Each bronchial artery also has a branch that supplies the esophagus.

===Comparison with pulmonary arteries===
It is easy to confuse the bronchial arteries with the pulmonary arteries, because they both supply the lungs with blood, but there are important differences:

| artery | function | circulation | diameter |
| pulmonary arteries | supplies deoxygenated blood pumped from the right ventricle | pulmonary circulation | relatively large |
| bronchial arteries | supplies oxygenated blood pumped from the left ventricle | systemic circulation | relatively small |

==Clinical significance==
Bronchial artery is considered dilated when its diameter is more than 2 mm. Several causes of bronchial artery dilatations are: congenital heart or lung diseases, obstructions of pulmonary artery, and lung inflammation.

The bronchial arteries are typically enlarged and tortuous in chronic pulmonary thromboembolic hypertension.

With modern surgical techniques, bronchial anastomoses heal well without bronchial artery reconnection. Largely for this reason, bronchial artery circulation is usually sacrificed during lung transplants, instead relying on the persistence of a microcirculation (presumably arising from the deoxygenated pulmonary circulation) to provide perfusion to the airways.

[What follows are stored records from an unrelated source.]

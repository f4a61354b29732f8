// src/state.rs
use std::net::SocketAddr;
use std::str::FromStr;
use std::sync::Arc;
use std::time::Duration;
use tracing::Level;

use crate::{
    errors::{DispatchError, DispatchResult},
    services::{
        connection_registry::ConnectionRegistry,
        dispatch_engine::{DispatchConfig, DispatchEngine},
        gateway::RealtimeGateway,
        geo_ranker::{RankingConfig, DEFAULT_MAX_RADIUS_METERS},
        notification_service::{Notifier, SocketNotifier},
        offer_coordinator::{OfferCoordinator, DEFAULT_OFFER_TIMEOUT},
        ride_lifecycle::RideLifecycle,
        ride_locks::RideLocks,
        store::{DriverStore, InMemoryStore, RedisStore, RideStore},
    },
};

pub struct AppState {
    pub config: AppConfig,
    pub store_kind: &'static str,
    pub rides: Arc<dyn RideStore>,
    pub drivers: Arc<dyn DriverStore>,
    pub registry: Arc<ConnectionRegistry>,
    pub offers: Arc<OfferCoordinator>,
    pub notifier: Arc<dyn Notifier>,
    pub dispatch: Arc<DispatchEngine>,
    pub lifecycle: Arc<RideLifecycle>,
    pub gateway: Arc<RealtimeGateway>,
}

#[derive(Debug, Clone)]
pub struct AppConfig {
    pub bind_addr: SocketAddr,
    pub redis_url: Option<String>,
    pub offer_timeout_ms: u64,
    pub max_radius_meters: f64,
    pub log_level: Level,
}

impl Default for AppConfig {
    fn default() -> Self {
        Self {
            bind_addr: SocketAddr::from(([0, 0, 0, 0], 3005)),
            redis_url: None,
            offer_timeout_ms: DEFAULT_OFFER_TIMEOUT.as_millis() as u64,
            max_radius_meters: DEFAULT_MAX_RADIUS_METERS,
            log_level: Level::INFO,
        }
    }
}

impl AppConfig {
    pub fn from_env() -> DispatchResult<Self> {
        Self::from_lookup(|key| std::env::var(key).ok())
    }

    /// Builds the config from any key lookup; unset keys keep their defaults.
    pub fn from_lookup<F>(lookup: F) -> DispatchResult<Self>
    where
        F: Fn(&str) -> Option<String>,
    {
        let defaults = Self::default();
        let value = |key: &str| lookup(key).map(|v| v.trim().to_string()).filter(|v| !v.is_empty());

        let bind_addr = match value("BIND_ADDR") {
            Some(raw) => parse("BIND_ADDR", &raw)?,
            None => defaults.bind_addr,
        };

        let offer_timeout_ms = match value("OFFER_TIMEOUT_MS") {
            Some(raw) => parse::<u64>("OFFER_TIMEOUT_MS", &raw)?,
            None => defaults.offer_timeout_ms,
        };
        if offer_timeout_ms == 0 {
            return Err(DispatchError::InvalidConfiguration(
                "OFFER_TIMEOUT_MS must be greater than zero".to_string(),
            ));
        }

        let max_radius_meters = match value("MAX_RADIUS_METERS") {
            Some(raw) => parse::<f64>("MAX_RADIUS_METERS", &raw)?,
            None => defaults.max_radius_meters,
        };
        if !max_radius_meters.is_finite() || max_radius_meters <= 0.0 {
            return Err(DispatchError::InvalidConfiguration(
                "MAX_RADIUS_METERS must be a positive number".to_string(),
            ));
        }

        let log_level = match value("LOG_LEVEL") {
            Some(raw) => parse("LOG_LEVEL", &raw)?,
            None => defaults.log_level,
        };

        Ok(Self {
            bind_addr,
            redis_url: value("REDIS_URL"),
            offer_timeout_ms,
            max_radius_meters,
            log_level,
        })
    }

    pub fn dispatch_config(&self) -> DispatchConfig {
        DispatchConfig {
            offer_timeout: Duration::from_millis(self.offer_timeout_ms),
            ranking: RankingConfig {
                max_radius_meters: self.max_radius_meters,
            },
        }
    }
}

fn parse<T>(key: &str, raw: &str) -> DispatchResult<T>
where
    T: FromStr,
    T::Err: std::fmt::Display,
{
    raw.parse::<T>()
        .map_err(|e| DispatchError::InvalidConfiguration(format!("{}={:?}: {}", key, raw, e)))
}

impl AppState {
    pub async fn new(config: AppConfig) -> DispatchResult<Self> {
        match config.redis_url.clone() {
            Some(url) => {
                let store = Arc::new(RedisStore::connect(&url).await?);
                Ok(Self::with_stores(config, "redis", store.clone(), store))
            }
            None => {
                tracing::warn!("REDIS_URL not set, using in-memory store");
                let store = Arc::new(InMemoryStore::new());
                Ok(Self::with_stores(config, "memory", store.clone(), store))
            }
        }
    }

    pub fn with_stores(
        config: AppConfig,
        store_kind: &'static str,
        rides: Arc<dyn RideStore>,
        drivers: Arc<dyn DriverStore>,
    ) -> Self {
        let registry = Arc::new(ConnectionRegistry::new());
        let offers = Arc::new(OfferCoordinator::new());
        let locks = Arc::new(RideLocks::new());
        let notifier: Arc<dyn Notifier> = Arc::new(SocketNotifier::new(registry.clone()));

        let dispatch = Arc::new(DispatchEngine::new(
            rides.clone(),
            drivers.clone(),
            registry.clone(),
            offers.clone(),
            notifier.clone(),
            locks.clone(),
            config.dispatch_config(),
        ));
        let lifecycle = Arc::new(RideLifecycle::new(
            rides.clone(),
            drivers.clone(),
            offers.clone(),
            notifier.clone(),
            locks,
        ));
        let gateway = Arc::new(RealtimeGateway::new(
            registry.clone(),
            offers.clone(),
            drivers.clone(),
            notifier.clone(),
        ));

        Self {
            config,
            store_kind,
            rides,
            drivers,
            registry,
            offers,
            notifier,
            dispatch,
            lifecycle,
            gateway,
        }
    }
}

Aneurysms of the bronchial artery may mimic aortic aneurysms. Bronchial artery embolisation (BAE) is catheter insertion into a bronchial artery to treat hemoptysis (coughing blood). Most lung tumors are supplied by the bronchial artery, and they can be treated by chemoembolization (injecting chemotherapy and particles directly into the tumor-feeding artery).

The bronchial arteries and their supply of nutrients to the lungs are also attributed to the observation that an occluded (either ligated or by an embolus) pulmonal artery very rarely results in lung infarction. The bronchial arteries can maintain a supply of oxygenated blood to lung tissue.